**YOUR TASK**
Check every line of the data below for the word "MemoryBackends". Copy the ones that have it.

**Saved entries**
=== Section Start ===

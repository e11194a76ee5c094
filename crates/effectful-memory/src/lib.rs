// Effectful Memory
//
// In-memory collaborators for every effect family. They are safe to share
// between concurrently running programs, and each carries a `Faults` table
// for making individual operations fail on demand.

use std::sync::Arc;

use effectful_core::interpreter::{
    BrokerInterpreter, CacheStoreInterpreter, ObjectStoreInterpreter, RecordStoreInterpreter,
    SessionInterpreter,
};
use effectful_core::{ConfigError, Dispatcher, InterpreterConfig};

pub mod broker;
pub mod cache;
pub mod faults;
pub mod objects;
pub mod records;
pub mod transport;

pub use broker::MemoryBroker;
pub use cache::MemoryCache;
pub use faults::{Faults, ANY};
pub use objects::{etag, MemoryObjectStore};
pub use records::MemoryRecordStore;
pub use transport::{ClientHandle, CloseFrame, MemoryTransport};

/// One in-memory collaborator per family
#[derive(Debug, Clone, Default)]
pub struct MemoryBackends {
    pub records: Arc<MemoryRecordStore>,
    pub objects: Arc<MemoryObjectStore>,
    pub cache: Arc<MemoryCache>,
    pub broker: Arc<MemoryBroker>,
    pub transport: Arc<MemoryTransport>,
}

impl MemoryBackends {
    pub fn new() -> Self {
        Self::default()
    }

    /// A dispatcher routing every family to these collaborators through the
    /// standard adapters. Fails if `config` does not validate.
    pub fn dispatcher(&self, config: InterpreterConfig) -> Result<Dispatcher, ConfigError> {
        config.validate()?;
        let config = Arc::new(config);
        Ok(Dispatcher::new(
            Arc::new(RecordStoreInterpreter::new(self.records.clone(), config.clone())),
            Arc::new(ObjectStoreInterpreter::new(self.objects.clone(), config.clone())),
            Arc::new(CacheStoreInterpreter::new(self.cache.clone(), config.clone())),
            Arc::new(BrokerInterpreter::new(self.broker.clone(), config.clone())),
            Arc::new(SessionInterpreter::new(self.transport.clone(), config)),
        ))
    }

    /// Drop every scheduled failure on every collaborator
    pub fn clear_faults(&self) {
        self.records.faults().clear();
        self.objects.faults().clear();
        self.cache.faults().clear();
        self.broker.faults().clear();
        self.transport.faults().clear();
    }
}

=== Section End ===

**EXERCISE RESPONSE**
pub struct MemoryBackends {
impl MemoryBackends {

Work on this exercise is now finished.